Young, slim, pre-pregnancy women have flat tummies. A fifty year old man is cuckoo and probably watching too much of the wrong type of porn (yuck) if he thinks women in their 40s (i note that he is dating younger than himself surprise surprise) shouldn't have wobbly tummies. I don't mean any disrespect to those here who do have flat tummies, (your bodies totally rock too) but really, the man sounds like he's living on an imaginary planet if he's offended by the sight of a lover's tummy.

HisBetterHalf · 16/02/2020 12:05

He could have just ended it in a way that you don't carry this forward with you. To single out someone's biggest insecurity deliberately is beyond cruel. I note he made sure he got the sex in first before dropping this on you.

Havannahh · 16/02/2020 12:06

I've never met a guy who didn't have opinions about his lover's body

I have had opinions about the bodies of all of the men who have been my lovers. I'm a big plus size, with all sorts of scars and stretch marks. I have even (in my younger and shallower days) split up with somebody because I was secretly ashamed to be seen with them because of their looks.

I have never, EVER told a lover that I disliked anything about their body or their looks. Who the fuck in their right mind could be so callous and so cruel. I am WELL aware that my body has plenty of things about it that are turn offs to many other people. I pray for a good man that doesn't care what size I am and how much I wobble, (I have one) and I pray that nobody who changes their mind about how attracted they are to my body tells me that my body is unattractive.

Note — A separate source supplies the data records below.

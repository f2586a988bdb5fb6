use prometheus::{IntCounter, Opts, Registry};

/// Tellere for rapport-cachen, i eget register.
#[derive(Clone)]
pub struct Metrics {
    registry: Registry,
    race_cache_computed_total: IntCounter,
    race_cache_computed_laps_total: IntCounter,
    race_cache_hit_total: IntCounter,
    race_cache_miss_total: IntCounter,
}

fn counter(registry: &Registry, name: &str, help: &str) -> Result<IntCounter, prometheus::Error> {
    let c = IntCounter::with_opts(Opts::new(name, help).namespace("racesim"))?;
    registry.register(Box::new(c.clone()))?;
    Ok(c)
}

impl Metrics {
    pub fn new() -> Result<Self, prometheus::Error> {
        let registry = Registry::new();
        Ok(Self {
            race_cache_computed_total: counter(
                &registry,
                "race_cache_computed_total",
                "Race reports computed on cache miss",
            )?,
            race_cache_computed_laps_total: counter(
                &registry,
                "race_cache_computed_laps_total",
                "Simulated laps in race reports computed on cache miss",
            )?,
            race_cache_hit_total: counter(&registry, "race_cache_hit_total", "Race report cache hits")?,
            race_cache_miss_total: counter(&registry, "race_cache_miss_total", "Race report cache misses")?,
            registry,
        })
    }

    pub fn registry(&self) -> &Registry {
        &self.registry
    }

    pub fn record_computed(&self, laps: usize) {
        self.race_cache_computed_total.inc();
        self.race_cache_computed_laps_total.inc_by(laps as u64);
    }

    pub fn race_cache_computed_total(&self) -> u64 {
        self.race_cache_computed_total.get()
    }

    pub fn race_cache_computed_laps_total(&self) -> u64 {
        self.race_cache_computed_laps_total.get()
    }
}

pub fn race_cache_hit_total(metrics: &Metrics) -> &IntCounter {
    &metrics.race_cache_hit_total
}

pub fn race_cache_miss_total(metrics: &Metrics) -> &IntCounter {
    &metrics.race_cache_miss_total
}
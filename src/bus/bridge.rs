//! Pumps envelopes from the host pipe into a [`HostEventBus`].

use std::sync::Arc;

use futures::StreamExt;
use tokio::io::AsyncRead;
use tokio::sync::mpsc;
use tokio_util::codec::FramedRead;

use super::envelope::{Envelope, EnvelopeCodec};
use super::{Dispatch, EventContainer, HostEventBus};
use crate::error::{Result, VoxError};

const PAYLOAD_PREVIEW: usize = 16;

/// A protocol violation observed while dispatching, forwarded to whoever
/// supervises the host session.
#[derive(Debug)]
pub struct BusFault {
    pub handle: u64,
    pub error: VoxError,
}

/// Counters for one pump run.
#[derive(Debug, Default, Clone, Copy, PartialEq, Eq)]
pub struct PumpStats {
    pub delivered: u64,
    pub dropped: u64,
    pub malformed: u64,
    pub faults: u64,
}

pub struct HostBridge<E> {
    bus: Arc<HostEventBus<E>>,
    faults: mpsc::UnboundedSender<BusFault>,
}

impl<E: EventContainer> HostBridge<E> {
    /// Create a bridge; faults are reported on the returned receiver.
    pub fn new(bus: Arc<HostEventBus<E>>) -> (Self, mpsc::UnboundedReceiver<BusFault>) {
        let (faults, rx) = mpsc::unbounded_channel();
        (Self { bus, faults }, rx)
    }

    pub fn bus(&self) -> &Arc<HostEventBus<E>> {
        &self.bus
    }

    /// Read envelopes until EOF. Framing errors end the pump; payload
    /// errors are logged and skipped.
    pub async fn pump<R>(&self, reader: R) -> Result<PumpStats>
    where
        R: AsyncRead + Unpin,
    {
        let mut envelopes = FramedRead::new(reader, EnvelopeCodec::new());
        let mut stats = PumpStats::default();

        while let Some(envelope) = envelopes.next().await {
            self.deliver(envelope?, &mut stats);
        }

        log::info!(
            "Host pipe closed: delivered={} dropped={} malformed={} faults={}",
            stats.delivered,
            stats.dropped,
            stats.malformed,
            stats.faults
        );
        Ok(stats)
    }

    /// Same as [`pump`](Self::pump) for envelopes already split off the pipe.
    pub async fn pump_envelopes(&self, mut rx: mpsc::Receiver<Envelope>) -> PumpStats {
        let mut stats = PumpStats::default();
        while let Some(envelope) = rx.recv().await {
            self.deliver(envelope, &mut stats);
        }
        stats
    }

    fn deliver(&self, envelope: Envelope, stats: &mut PumpStats) {
        match self.bus.dispatch(&envelope) {
            Ok(Dispatch::Delivered) => stats.delivered += 1,
            Ok(Dispatch::NoListener) => stats.dropped += 1,
            Err(VoxError::MalformedPayload(reason)) => {
                stats.malformed += 1;
                let preview = &envelope.payload[..envelope.payload.len().min(PAYLOAD_PREVIEW)];
                log::warn!(
                    "Malformed payload for handle {} ({} bytes, starts {}): {}",
                    envelope.handle,
                    envelope.payload.len(),
                    hex::encode(preview),
                    reason
                );
            }
            Err(error) => {
                stats.faults += 1;
                log::error!("Protocol violation on handle {}: {}", envelope.handle, error);
                // Nobody supervising is fine; the fault has been logged.
                let _ = self.faults.send(BusFault {
                    handle: envelope.handle,
                    error,
                });
            }
        }
    }
}
//! Codec registry keyed by type identifier.

use std::any::Any;
use std::collections::HashMap;
use std::sync::Arc;

use crate::codec::message::{Message, MessageCodec};
use crate::error::{Result, VoxError};

/// Registry of message codecs.
///
/// Built once at startup and shared read-only (`Arc<CodecRegistry>`) by the
/// transport and the host bus.
#[derive(Default)]
pub struct CodecRegistry {
    codecs: HashMap<&'static str, Arc<dyn Any + Send + Sync>>,
}

impl CodecRegistry {
    pub fn new() -> Self {
        Self::default()
    }

    /// Register the codec for `T` under `T::TYPE_KEY`. Re-registering a key
    /// replaces the previous codec.
    pub fn register<T: Message>(&mut self) -> &mut Self {
        self.codecs
            .insert(T::TYPE_KEY, Arc::new(MessageCodec::<T>::new()));
        self
    }

    /// Builder-style registration.
    pub fn with<T: Message>(mut self) -> Self {
        self.register::<T>();
        self
    }

    /// Look up the codec registered under `type_key`, typed as `T`.
    pub fn lookup<T: Message>(&self, type_key: &str) -> Result<Arc<MessageCodec<T>>> {
        let codec = self
            .codecs
            .get(type_key)
            .ok_or_else(|| VoxError::UnknownCodec(type_key.to_string()))?;

        Arc::clone(codec)
            .downcast::<MessageCodec<T>>()
            .map_err(|_| {
                VoxError::UnknownCodec(format!(
                    "{} is not registered for {}",
                    type_key,
                    std::any::type_name::<T>()
                ))
            })
    }

    pub fn contains(&self, type_key: &str) -> bool {
        self.codecs.contains_key(type_key)
    }

    /// Registered type keys, sorted.
    pub fn keys(&self) -> Vec<&'static str> {
        let mut keys: Vec<_> = self.codecs.keys().copied().collect();
        keys.sort_unstable();
        keys
    }

    pub fn len(&self) -> usize {
        self.codecs.len()
    }

    pub fn is_empty(&self) -> bool {
        self.codecs.is_empty()
    }
}

impl std::fmt::Debug for CodecRegistry {
    fn fmt(&self, f: &mut std::fmt::Formatter<'_>) -> std::fmt::Result {
        f.debug_struct("CodecRegistry")
            .field("keys", &self.keys())
            .finish()
    }
}
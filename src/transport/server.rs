//! Stream Server - answers streaming calls
//!
//! Provides:
//! - Socket and in-memory listeners
//! - Per-stream request decoding and method routing
//! - Response streaming followed by a trailer frame

use std::collections::HashMap;
use std::marker::PhantomData;
use std::sync::Arc;

use async_trait::async_trait;
use bytes::Bytes;
use futures::{SinkExt, StreamExt};
use tokio::io::{AsyncRead, AsyncWrite, ReadHalf};
use tokio::net::{TcpListener, UnixListener};
use tokio::sync::watch;
use tokio_util::codec::{FramedRead, FramedWrite};

use crate::codec::frame::DEFAULT_MAX_FRAME_LENGTH;
use crate::codec::{Frame, FrameCodec, Message, MessageCodec};
use crate::error::{Result, VoxError};
use crate::transport::endpoint::Endpoint;
use crate::transport::memory::MemoryListener;
use crate::transport::method::{Metadata, RequestHead, Status, status_code};

/// A decoded incoming request.
#[derive(Debug, Clone)]
pub struct ServerCall {
    head: RequestHead,
    body: Bytes,
}

impl ServerCall {
    pub fn method(&self) -> &str {
        &self.head.method
    }

    pub fn metadata(&self) -> &Metadata {
        &self.head.metadata
    }

    /// Decode the request body as `I`.
    pub fn decode<I: Message>(&self) -> Result<I> {
        MessageCodec::<I>::new().decode(&self.body)
    }
}

type BoxedWriter = Box<dyn AsyncWrite + Send + Unpin>;

/// Writes responses for one call.
pub struct ResponseSink {
    frames: FramedWrite<BoxedWriter, FrameCodec>,
    trailers: Metadata,
    sent: u64,
}

impl ResponseSink {
    fn new(writer: BoxedWriter, codec: FrameCodec) -> Self {
        Self {
            frames: FramedWrite::new(writer, codec),
            trailers: Metadata::new(),
            sent: 0,
        }
    }

    /// Send one response. Fails once the caller went away.
    pub async fn send<O: Message>(&mut self, value: &O) -> Result<()> {
        let body = MessageCodec::<O>::new().encode(value)?;
        self.frames.send(Frame::Message(body.into())).await?;
        self.sent += 1;
        Ok(())
    }

    /// Add trailing metadata delivered with the final status.
    pub fn set_trailer(&mut self, key: impl Into<String>, value: impl Into<String>) {
        self.trailers.insert(key.into(), value.into());
    }

    /// Responses sent so far.
    pub fn sent(&self) -> u64 {
        self.sent
    }

    async fn finish(mut self, mut status: Status) -> Result<()> {
        for (key, value) in std::mem::take(&mut self.trailers) {
            status.metadata.entry(key).or_insert(value);
        }
        let trailers = serde_json::to_vec(&status)?;
        self.frames.send(Frame::Trailers(trailers.into())).await?;
        self.frames.close().await?;
        Ok(())
    }
}

/// Handler trait for answering one method
#[async_trait]
pub trait MethodHandler: Send + Sync {
    /// Stream responses into `sink`. `Ok` finishes the call with an OK
    /// status, `Err` with the returned one.
    async fn handle(&self, call: ServerCall, sink: &mut ResponseSink) -> std::result::Result<(), Status>;
}

/// Simple handler that routes to a callback producing all responses at once
pub struct CallbackHandler<I, O, F> {
    callback: F,
    _phantom: PhantomData<fn(I) -> O>,
}

impl<I, O, F> CallbackHandler<I, O, F>
where
    I: Message,
    O: Message + Sync,
    F: Fn(I, &Metadata) -> std::result::Result<Vec<O>, Status> + Send + Sync,
{
    pub fn new(callback: F) -> Self {
        Self {
            callback,
            _phantom: PhantomData,
        }
    }
}

#[async_trait]
impl<I, O, F> MethodHandler for CallbackHandler<I, O, F>
where
    I: Message,
    O: Message + Sync,
    F: Fn(I, &Metadata) -> std::result::Result<Vec<O>, Status> + Send + Sync,
{
    async fn handle(&self, call: ServerCall, sink: &mut ResponseSink) -> std::result::Result<(), Status> {
        let input: I = call.decode()?;
        let outputs = (self.callback)(input, call.metadata())?;
        for output in &outputs {
            sink.send(output).await?;
        }
        Ok(())
    }
}

/// Server answering streaming calls
pub struct StreamServer {
    routes: HashMap<String, Arc<dyn MethodHandler>>,
    max_frame_length: usize,
    shutdown: watch::Sender<bool>,
}

impl StreamServer {
    pub fn new() -> Self {
        let (shutdown, _) = watch::channel(false);
        Self {
            routes: HashMap::new(),
            max_frame_length: DEFAULT_MAX_FRAME_LENGTH,
            shutdown,
        }
    }

    pub fn with_max_frame_length(mut self, max: usize) -> Self {
        self.max_frame_length = max;
        self
    }

    /// Register `handler` for a method path.
    pub fn route(mut self, path: impl Into<String>, handler: impl MethodHandler + 'static) -> Self {
        self.routes.insert(path.into(), Arc::new(handler));
        self
    }

    /// Registered method paths, sorted.
    pub fn methods(&self) -> Vec<&str> {
        let mut methods: Vec<_> = self.routes.keys().map(String::as_str).collect();
        methods.sort_unstable();
        methods
    }

    /// Signal every running accept loop to stop.
    pub fn shutdown(&self) {
        self.shutdown.send_replace(true);
    }

    /// Bind `endpoint` and serve until shutdown.
    pub async fn run(self: Arc<Self>, endpoint: &Endpoint) -> Result<()> {
        let mut shutdown = self.shutdown.subscribe();

        match endpoint {
            Endpoint::Tcp(addr) => {
                let listener = TcpListener::bind(addr)
                    .await
                    .map_err(|e| VoxError::TransportUnavailable(format!("Failed to bind {}: {}", addr, e)))?;
                log::info!("Serving on {}", endpoint);

                loop {
                    tokio::select! {
                        accepted = listener.accept() => match accepted {
                            Ok((stream, peer)) => {
                                log::debug!("Accepted stream from {}", peer);
                                self.spawn_stream(stream);
                            }
                            Err(e) => log::warn!("Accept error: {}", e),
                        },
                        _ = shutdown.wait_for(|stop| *stop) => break,
                    }
                }
            }
            Endpoint::Unix(path) => {
                // Remove stale socket if present
                if path.exists() {
                    std::fs::remove_file(path)?;
                }
                if let Some(parent) = path.parent() {
                    std::fs::create_dir_all(parent)?;
                }
                let listener = UnixListener::bind(path)
                    .map_err(|e| VoxError::TransportUnavailable(format!("Failed to bind socket: {}", e)))?;
                log::info!("Serving on {}", endpoint);

                loop {
                    tokio::select! {
                        accepted = listener.accept() => match accepted {
                            Ok((stream, _addr)) => self.spawn_stream(stream),
                            Err(e) => log::warn!("Accept error: {}", e),
                        },
                        _ = shutdown.wait_for(|stop| *stop) => break,
                    }
                }

                let _ = std::fs::remove_file(path);
            }
        }

        log::info!("Server on {} stopped", endpoint);
        Ok(())
    }

    /// Serve streams handed over by a `MemoryConnector` until shutdown or
    /// until every connector is dropped.
    pub async fn run_memory(self: Arc<Self>, mut listener: MemoryListener) -> Result<()> {
        let mut shutdown = self.shutdown.subscribe();
        loop {
            tokio::select! {
                accepted = listener.accept() => match accepted {
                    Some(stream) => self.spawn_stream(stream),
                    None => break,
                },
                _ = shutdown.wait_for(|stop| *stop) => break,
            }
        }
        Ok(())
    }

    fn spawn_stream<S>(self: &Arc<Self>, stream: S)
    where
        S: AsyncRead + AsyncWrite + Send + Unpin + 'static,
    {
        let server = Arc::clone(self);
        tokio::spawn(async move { server.serve_stream(stream).await });
    }

    /// Answer the single call carried by `stream`.
    pub async fn serve_stream<S>(&self, stream: S)
    where
        S: AsyncRead + AsyncWrite + Send + Unpin + 'static,
    {
        let (reader, writer) = tokio::io::split(stream);
        let codec = FrameCodec::with_max_length(self.max_frame_length);
        let mut frames = FramedRead::new(reader, codec.clone());
        let mut sink = ResponseSink::new(Box::new(writer), codec);

        let status = match read_request(&mut frames).await {
            Ok(None) => {
                // Socket readiness checks connect and hang up without a request.
                log::debug!("Stream closed before request");
                return;
            }
            Ok(Some(call)) => {
                let method = call.method().to_string();
                match self.routes.get(&method) {
                    Some(handler) => {
                        let handler = Arc::clone(handler);
                        match handler.handle(call, &mut sink).await {
                            Ok(()) => Status::ok(),
                            Err(status) => status,
                        }
                    }
                    None => {
                        log::warn!("Unknown method: {}", method);
                        Status::new(status_code::UNIMPLEMENTED, format!("Unknown method: {}", method))
                    }
                }
            }
            Err(e) => {
                log::warn!("Bad request: {}", e);
                Status::from(e)
            }
        };

        if let Err(e) = sink.finish(status).await {
            log::debug!("Caller went away before trailers: {}", e);
        }
    }
}

impl Default for StreamServer {
    fn default() -> Self {
        Self::new()
    }
}

/// Read the request head and body. `None` when the stream ends before
/// any frame arrived.
async fn read_request<S>(frames: &mut FramedRead<ReadHalf<S>, FrameCodec>) -> Result<Option<ServerCall>>
where
    S: AsyncRead + Unpin,
{
    let head = match frames.next().await {
        Some(Ok(Frame::Headers(bytes))) => serde_json::from_slice::<RequestHead>(&bytes)
            .map_err(|e| VoxError::MalformedPayload(format!("request head: {}", e)))?,
        Some(Ok(_)) => return Err(VoxError::MalformedPayload("request must start with headers".into())),
        Some(Err(e)) => return Err(VoxError::MalformedPayload(e.to_string())),
        None => return Ok(None),
    };

    let body = match frames.next().await {
        Some(Ok(Frame::Message(bytes))) => bytes,
        Some(Ok(_)) => return Err(VoxError::MalformedPayload("expected request body".into())),
        Some(Err(e)) => return Err(VoxError::MalformedPayload(e.to_string())),
        None => return Err(VoxError::MalformedPayload("stream closed before request body".into())),
    };

    Ok(Some(ServerCall { head, body }))
}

I'm a passionate advocate for honesty and openness and reasons for breaking up or not wanting sex is one of the few times I believe that little white lies are better than the truth (if the truth is that you find part of a lover's body abhorent). It's something that would really damage anybody's ego, and that they can't and shouldn't have to change. It's callous at best and deliberately cruel at worst.

And the bits of a lover's body that you'd ideally change really, really don't matter and either don't register or are actively adored by the right person. That's not fairytale speak, it's true.